Data to examine below:

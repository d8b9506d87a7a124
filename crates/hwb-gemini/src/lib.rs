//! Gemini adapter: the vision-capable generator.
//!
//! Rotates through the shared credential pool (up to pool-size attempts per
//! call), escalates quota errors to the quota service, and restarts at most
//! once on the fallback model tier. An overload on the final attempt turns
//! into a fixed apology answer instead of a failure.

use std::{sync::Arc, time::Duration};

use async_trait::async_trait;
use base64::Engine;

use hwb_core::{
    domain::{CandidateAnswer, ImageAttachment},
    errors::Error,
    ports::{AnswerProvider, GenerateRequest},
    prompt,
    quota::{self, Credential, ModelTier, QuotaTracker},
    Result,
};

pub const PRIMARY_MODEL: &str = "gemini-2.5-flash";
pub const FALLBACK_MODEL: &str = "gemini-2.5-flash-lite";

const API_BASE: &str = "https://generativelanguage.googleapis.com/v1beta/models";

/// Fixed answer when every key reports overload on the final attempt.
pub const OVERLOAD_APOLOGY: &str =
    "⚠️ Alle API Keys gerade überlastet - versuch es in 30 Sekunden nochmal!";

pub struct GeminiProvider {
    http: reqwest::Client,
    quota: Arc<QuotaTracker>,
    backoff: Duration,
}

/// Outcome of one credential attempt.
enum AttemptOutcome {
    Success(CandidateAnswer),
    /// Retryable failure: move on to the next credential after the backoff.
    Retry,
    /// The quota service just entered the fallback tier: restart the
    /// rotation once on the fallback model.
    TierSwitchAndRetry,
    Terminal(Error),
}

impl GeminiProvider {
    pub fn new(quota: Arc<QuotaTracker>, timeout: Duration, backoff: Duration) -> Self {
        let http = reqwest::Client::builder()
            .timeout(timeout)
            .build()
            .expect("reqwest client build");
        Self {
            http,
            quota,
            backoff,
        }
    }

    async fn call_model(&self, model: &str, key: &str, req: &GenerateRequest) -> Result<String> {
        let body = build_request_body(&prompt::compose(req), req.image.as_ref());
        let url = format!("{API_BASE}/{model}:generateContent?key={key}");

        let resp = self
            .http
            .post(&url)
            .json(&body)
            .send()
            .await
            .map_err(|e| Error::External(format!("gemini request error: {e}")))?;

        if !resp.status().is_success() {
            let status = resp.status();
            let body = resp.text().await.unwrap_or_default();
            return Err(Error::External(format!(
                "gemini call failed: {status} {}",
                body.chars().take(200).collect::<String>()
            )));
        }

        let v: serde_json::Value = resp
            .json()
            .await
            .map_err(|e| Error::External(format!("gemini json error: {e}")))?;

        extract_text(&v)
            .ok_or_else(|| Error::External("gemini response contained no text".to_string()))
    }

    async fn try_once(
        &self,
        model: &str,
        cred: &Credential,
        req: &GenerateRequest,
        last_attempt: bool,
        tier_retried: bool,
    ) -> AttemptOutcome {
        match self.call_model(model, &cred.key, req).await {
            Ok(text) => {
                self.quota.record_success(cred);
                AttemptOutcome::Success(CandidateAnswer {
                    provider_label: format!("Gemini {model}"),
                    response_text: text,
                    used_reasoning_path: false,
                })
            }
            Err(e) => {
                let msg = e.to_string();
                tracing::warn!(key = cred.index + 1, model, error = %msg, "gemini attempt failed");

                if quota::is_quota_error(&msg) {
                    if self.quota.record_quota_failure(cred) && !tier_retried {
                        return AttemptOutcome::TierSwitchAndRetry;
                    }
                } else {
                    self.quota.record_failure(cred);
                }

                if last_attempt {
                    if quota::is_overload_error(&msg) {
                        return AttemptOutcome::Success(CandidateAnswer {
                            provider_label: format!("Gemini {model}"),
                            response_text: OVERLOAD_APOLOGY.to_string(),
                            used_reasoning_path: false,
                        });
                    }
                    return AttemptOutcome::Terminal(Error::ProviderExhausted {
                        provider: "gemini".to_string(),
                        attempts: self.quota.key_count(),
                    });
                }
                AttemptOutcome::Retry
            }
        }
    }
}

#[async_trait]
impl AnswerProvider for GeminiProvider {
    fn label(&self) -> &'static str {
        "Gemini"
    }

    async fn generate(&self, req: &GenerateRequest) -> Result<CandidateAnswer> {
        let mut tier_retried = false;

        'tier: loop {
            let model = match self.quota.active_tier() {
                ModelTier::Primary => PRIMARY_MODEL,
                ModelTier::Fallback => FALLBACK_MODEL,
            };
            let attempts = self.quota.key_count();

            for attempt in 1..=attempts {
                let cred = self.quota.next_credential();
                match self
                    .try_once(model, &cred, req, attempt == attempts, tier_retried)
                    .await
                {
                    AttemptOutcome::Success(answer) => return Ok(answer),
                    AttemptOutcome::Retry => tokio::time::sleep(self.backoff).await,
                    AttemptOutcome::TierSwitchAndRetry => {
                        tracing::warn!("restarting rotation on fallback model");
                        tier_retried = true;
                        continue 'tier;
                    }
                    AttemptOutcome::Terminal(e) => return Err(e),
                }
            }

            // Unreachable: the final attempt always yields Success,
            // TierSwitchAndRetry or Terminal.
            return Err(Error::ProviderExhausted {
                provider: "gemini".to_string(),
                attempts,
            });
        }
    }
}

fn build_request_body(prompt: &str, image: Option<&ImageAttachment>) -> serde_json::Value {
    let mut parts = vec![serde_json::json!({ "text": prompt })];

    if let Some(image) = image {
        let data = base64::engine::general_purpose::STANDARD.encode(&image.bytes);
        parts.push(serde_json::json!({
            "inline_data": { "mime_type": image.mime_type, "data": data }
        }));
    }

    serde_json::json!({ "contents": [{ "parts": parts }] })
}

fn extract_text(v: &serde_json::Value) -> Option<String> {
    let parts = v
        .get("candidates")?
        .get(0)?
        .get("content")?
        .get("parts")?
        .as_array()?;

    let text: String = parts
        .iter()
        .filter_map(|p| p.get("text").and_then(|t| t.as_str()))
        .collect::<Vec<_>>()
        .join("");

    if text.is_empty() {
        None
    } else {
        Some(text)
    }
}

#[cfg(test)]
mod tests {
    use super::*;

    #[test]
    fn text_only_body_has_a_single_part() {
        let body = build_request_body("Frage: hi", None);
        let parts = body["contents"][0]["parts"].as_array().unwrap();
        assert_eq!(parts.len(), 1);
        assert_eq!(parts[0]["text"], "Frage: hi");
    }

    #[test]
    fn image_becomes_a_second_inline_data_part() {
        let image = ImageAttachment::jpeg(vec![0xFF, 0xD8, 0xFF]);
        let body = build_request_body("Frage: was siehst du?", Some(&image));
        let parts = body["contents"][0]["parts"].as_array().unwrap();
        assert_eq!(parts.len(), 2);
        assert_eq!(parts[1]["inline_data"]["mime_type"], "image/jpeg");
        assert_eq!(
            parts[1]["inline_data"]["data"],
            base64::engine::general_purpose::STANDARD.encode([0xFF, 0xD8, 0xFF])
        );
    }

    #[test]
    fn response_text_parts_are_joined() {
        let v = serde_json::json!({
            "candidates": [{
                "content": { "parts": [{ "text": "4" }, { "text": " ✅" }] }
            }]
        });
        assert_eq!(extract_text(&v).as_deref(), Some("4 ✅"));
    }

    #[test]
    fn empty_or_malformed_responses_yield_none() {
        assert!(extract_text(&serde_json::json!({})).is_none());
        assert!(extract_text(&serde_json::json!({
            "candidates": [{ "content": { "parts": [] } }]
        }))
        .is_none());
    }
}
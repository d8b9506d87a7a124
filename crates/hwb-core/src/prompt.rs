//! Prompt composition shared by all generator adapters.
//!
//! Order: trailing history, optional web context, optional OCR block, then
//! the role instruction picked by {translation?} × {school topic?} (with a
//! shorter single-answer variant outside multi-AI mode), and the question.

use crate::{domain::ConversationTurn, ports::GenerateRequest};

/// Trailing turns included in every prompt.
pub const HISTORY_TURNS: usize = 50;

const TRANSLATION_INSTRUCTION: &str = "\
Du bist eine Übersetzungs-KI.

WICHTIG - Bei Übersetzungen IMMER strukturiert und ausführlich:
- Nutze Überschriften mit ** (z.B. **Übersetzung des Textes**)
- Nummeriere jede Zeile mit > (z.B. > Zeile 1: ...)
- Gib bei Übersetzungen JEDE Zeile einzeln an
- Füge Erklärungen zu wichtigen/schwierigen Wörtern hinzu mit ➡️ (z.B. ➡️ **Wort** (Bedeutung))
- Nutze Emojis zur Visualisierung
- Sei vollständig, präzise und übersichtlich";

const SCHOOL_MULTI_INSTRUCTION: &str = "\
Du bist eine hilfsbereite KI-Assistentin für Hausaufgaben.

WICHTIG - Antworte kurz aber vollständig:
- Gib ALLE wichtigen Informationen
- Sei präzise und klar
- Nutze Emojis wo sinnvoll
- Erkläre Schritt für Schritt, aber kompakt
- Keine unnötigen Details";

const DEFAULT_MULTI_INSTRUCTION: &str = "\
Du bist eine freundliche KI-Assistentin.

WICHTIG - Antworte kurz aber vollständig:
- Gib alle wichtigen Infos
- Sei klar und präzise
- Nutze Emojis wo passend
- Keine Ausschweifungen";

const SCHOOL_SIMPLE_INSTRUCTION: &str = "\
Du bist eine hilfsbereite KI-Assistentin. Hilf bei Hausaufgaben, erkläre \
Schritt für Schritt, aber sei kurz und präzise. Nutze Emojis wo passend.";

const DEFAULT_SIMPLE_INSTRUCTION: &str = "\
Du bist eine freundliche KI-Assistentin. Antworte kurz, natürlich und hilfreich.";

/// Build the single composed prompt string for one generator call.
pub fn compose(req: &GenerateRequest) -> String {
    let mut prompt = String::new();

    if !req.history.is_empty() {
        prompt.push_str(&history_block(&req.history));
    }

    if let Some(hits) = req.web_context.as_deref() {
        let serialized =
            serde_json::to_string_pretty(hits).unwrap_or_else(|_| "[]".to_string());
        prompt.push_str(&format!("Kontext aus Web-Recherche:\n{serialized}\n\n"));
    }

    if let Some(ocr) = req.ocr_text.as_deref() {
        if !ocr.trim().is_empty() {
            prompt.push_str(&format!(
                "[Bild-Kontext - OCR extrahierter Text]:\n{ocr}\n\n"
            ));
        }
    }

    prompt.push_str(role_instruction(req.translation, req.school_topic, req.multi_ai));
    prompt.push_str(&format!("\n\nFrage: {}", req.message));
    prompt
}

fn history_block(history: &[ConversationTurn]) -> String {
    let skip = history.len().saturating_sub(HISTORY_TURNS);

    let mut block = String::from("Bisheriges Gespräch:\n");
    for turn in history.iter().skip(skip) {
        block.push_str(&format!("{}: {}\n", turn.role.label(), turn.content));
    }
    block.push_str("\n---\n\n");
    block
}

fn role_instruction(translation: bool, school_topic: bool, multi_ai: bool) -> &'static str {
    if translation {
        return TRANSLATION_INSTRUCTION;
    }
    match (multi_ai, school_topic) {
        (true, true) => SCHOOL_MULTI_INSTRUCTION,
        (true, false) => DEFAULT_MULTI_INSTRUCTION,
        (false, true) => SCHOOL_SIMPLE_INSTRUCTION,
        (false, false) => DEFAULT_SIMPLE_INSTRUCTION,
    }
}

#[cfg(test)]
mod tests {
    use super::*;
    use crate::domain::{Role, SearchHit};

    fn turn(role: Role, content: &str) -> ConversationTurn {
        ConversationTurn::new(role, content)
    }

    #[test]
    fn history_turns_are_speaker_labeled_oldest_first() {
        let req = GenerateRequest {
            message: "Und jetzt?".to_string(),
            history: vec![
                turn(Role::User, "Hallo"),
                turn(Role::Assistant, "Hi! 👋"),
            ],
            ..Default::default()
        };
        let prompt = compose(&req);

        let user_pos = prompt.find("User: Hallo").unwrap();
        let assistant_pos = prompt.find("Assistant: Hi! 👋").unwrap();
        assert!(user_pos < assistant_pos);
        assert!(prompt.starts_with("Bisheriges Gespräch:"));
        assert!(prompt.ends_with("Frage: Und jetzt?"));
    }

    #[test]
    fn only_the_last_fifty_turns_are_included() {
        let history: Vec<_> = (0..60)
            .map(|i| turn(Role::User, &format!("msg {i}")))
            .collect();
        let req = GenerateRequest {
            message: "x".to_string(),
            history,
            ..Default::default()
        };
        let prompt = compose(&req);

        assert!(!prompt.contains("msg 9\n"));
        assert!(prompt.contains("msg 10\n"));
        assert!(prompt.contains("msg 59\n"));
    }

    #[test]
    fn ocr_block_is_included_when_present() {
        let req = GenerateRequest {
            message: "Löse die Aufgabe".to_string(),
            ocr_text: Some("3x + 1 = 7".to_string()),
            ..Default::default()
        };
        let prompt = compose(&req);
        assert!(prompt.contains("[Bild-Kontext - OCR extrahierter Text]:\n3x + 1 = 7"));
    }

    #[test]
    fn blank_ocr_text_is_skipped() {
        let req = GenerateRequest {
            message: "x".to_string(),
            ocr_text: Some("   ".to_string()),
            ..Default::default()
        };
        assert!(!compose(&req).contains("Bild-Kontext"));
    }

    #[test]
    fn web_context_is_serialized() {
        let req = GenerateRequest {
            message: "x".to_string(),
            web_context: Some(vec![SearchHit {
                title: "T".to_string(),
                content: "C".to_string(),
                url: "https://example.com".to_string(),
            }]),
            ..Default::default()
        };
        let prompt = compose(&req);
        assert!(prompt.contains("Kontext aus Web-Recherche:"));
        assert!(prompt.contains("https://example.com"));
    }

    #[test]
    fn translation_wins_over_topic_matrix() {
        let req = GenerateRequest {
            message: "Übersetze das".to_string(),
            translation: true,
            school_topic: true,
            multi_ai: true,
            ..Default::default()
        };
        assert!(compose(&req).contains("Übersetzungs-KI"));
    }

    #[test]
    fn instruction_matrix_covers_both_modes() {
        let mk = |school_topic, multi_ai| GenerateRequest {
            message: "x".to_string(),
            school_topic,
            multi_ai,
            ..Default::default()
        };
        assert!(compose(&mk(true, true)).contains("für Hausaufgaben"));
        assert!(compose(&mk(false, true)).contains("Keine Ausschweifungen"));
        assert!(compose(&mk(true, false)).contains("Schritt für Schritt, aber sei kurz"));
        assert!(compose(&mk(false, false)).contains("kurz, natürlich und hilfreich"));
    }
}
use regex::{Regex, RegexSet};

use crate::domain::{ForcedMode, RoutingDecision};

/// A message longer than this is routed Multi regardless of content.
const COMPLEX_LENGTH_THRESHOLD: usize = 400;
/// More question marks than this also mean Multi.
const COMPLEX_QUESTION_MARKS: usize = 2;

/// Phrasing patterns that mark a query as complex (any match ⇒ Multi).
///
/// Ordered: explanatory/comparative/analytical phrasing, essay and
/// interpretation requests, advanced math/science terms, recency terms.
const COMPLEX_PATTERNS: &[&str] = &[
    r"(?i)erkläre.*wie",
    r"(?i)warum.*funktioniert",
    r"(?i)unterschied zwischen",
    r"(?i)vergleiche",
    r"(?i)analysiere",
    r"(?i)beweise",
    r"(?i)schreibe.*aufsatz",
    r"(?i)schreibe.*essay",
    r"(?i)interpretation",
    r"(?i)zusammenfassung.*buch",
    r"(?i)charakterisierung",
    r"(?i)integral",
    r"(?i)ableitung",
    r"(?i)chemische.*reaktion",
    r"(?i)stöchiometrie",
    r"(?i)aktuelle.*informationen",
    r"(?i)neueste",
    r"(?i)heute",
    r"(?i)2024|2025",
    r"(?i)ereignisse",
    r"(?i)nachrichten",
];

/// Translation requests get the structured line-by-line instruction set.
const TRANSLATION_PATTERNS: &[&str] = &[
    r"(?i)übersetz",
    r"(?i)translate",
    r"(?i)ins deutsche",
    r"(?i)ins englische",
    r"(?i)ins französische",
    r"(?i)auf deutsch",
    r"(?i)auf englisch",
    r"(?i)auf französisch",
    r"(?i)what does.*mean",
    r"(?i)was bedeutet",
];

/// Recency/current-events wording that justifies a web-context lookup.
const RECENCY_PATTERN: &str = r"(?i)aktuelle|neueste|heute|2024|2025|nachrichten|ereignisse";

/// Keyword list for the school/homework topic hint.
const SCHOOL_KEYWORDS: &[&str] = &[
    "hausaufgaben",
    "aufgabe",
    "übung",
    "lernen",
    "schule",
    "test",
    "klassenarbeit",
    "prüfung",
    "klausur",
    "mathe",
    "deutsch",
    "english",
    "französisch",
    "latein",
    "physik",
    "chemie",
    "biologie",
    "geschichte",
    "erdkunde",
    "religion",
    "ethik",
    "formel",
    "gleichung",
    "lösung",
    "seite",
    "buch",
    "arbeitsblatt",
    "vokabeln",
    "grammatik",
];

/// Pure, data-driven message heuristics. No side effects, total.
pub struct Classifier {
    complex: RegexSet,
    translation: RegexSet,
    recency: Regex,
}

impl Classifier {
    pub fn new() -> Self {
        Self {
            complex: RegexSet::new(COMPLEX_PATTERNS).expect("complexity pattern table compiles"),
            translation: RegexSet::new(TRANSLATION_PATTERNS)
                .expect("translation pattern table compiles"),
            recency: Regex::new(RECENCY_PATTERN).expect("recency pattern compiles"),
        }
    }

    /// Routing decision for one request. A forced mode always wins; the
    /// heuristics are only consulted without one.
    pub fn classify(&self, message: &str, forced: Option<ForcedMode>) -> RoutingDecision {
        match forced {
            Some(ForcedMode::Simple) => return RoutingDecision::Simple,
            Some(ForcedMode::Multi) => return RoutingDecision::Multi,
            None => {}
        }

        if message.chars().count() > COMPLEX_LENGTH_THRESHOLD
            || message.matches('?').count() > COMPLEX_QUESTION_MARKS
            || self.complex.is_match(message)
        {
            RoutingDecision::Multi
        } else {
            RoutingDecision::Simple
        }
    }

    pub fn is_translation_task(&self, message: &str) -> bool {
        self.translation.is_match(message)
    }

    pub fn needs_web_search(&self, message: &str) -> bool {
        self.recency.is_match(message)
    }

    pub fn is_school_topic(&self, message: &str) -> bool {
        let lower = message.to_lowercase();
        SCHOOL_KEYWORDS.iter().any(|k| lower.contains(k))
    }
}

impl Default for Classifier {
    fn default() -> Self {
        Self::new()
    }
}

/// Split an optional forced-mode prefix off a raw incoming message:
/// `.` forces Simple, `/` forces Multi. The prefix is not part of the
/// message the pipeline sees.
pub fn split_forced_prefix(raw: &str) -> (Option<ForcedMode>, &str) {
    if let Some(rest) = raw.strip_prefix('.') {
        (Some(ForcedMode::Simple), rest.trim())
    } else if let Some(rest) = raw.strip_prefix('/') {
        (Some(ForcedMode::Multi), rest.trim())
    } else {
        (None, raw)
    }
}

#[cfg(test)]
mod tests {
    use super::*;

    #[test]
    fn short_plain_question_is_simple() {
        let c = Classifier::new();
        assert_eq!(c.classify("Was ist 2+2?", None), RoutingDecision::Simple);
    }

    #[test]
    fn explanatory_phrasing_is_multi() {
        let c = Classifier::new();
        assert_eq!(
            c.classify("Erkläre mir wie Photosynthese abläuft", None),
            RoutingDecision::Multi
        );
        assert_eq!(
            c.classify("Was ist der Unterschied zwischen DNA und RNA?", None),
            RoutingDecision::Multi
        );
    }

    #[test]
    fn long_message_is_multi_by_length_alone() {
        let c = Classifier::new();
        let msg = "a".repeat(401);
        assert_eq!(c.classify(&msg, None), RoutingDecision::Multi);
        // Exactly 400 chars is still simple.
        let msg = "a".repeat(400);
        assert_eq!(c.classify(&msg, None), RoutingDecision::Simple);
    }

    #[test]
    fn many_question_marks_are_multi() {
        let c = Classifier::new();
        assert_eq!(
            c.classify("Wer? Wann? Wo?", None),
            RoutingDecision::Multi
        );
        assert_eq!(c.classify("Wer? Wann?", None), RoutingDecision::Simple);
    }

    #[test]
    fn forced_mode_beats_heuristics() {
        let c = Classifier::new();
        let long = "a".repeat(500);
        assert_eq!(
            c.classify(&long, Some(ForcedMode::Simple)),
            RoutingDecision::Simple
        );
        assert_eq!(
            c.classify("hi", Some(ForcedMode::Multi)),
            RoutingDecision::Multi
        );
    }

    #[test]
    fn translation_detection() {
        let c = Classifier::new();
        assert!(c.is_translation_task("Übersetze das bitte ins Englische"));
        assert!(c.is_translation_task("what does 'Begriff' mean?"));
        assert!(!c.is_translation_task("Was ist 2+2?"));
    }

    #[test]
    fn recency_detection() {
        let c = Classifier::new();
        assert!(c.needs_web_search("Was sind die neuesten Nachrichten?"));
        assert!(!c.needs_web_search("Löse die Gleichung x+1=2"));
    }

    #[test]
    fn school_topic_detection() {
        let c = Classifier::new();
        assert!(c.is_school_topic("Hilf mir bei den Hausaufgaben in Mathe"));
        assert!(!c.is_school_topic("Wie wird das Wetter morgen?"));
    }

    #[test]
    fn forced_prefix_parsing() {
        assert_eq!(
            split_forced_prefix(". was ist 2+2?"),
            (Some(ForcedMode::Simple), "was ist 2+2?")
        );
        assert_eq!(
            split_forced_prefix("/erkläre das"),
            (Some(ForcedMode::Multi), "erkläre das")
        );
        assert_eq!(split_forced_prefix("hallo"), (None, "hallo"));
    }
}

End of Data to examine.

§ Work request
Set down exactly the lines from the start of the records to the line with "const API_BASE: &str". Include that line, and add nothing more.

§ Exercise answer
repository d8b9506d87a7a124
filename crates/hwb-gemini/src/lib.rs
//! Gemini adapter: the vision-capable generator.
//!
//! Rotates through the shared credential pool (up to pool-size attempts per
//! call), escalates quota errors to the quota service, and restarts at most
//! once on the fallback model tier. An overload on the final attempt turns
//! into a fixed apology answer instead of a failure.

use std::{sync::Arc, time::Duration};

use async_trait::async_trait;
use base64::Engine;

use hwb_core::{
    domain::{CandidateAnswer, ImageAttachment},
    errors::Error,
    ports::{AnswerProvider, GenerateRequest},
    prompt,
    quota::{self, Credential, ModelTier, QuotaTracker},
    Result,
};

pub const PRIMARY_MODEL: &str = "gemini-2.5-flash";
pub const FALLBACK_MODEL: &str = "gemini-2.5-flash-lite";

const API_BASE: &str = "https://generativelanguage.googleapis.com/v1beta/models";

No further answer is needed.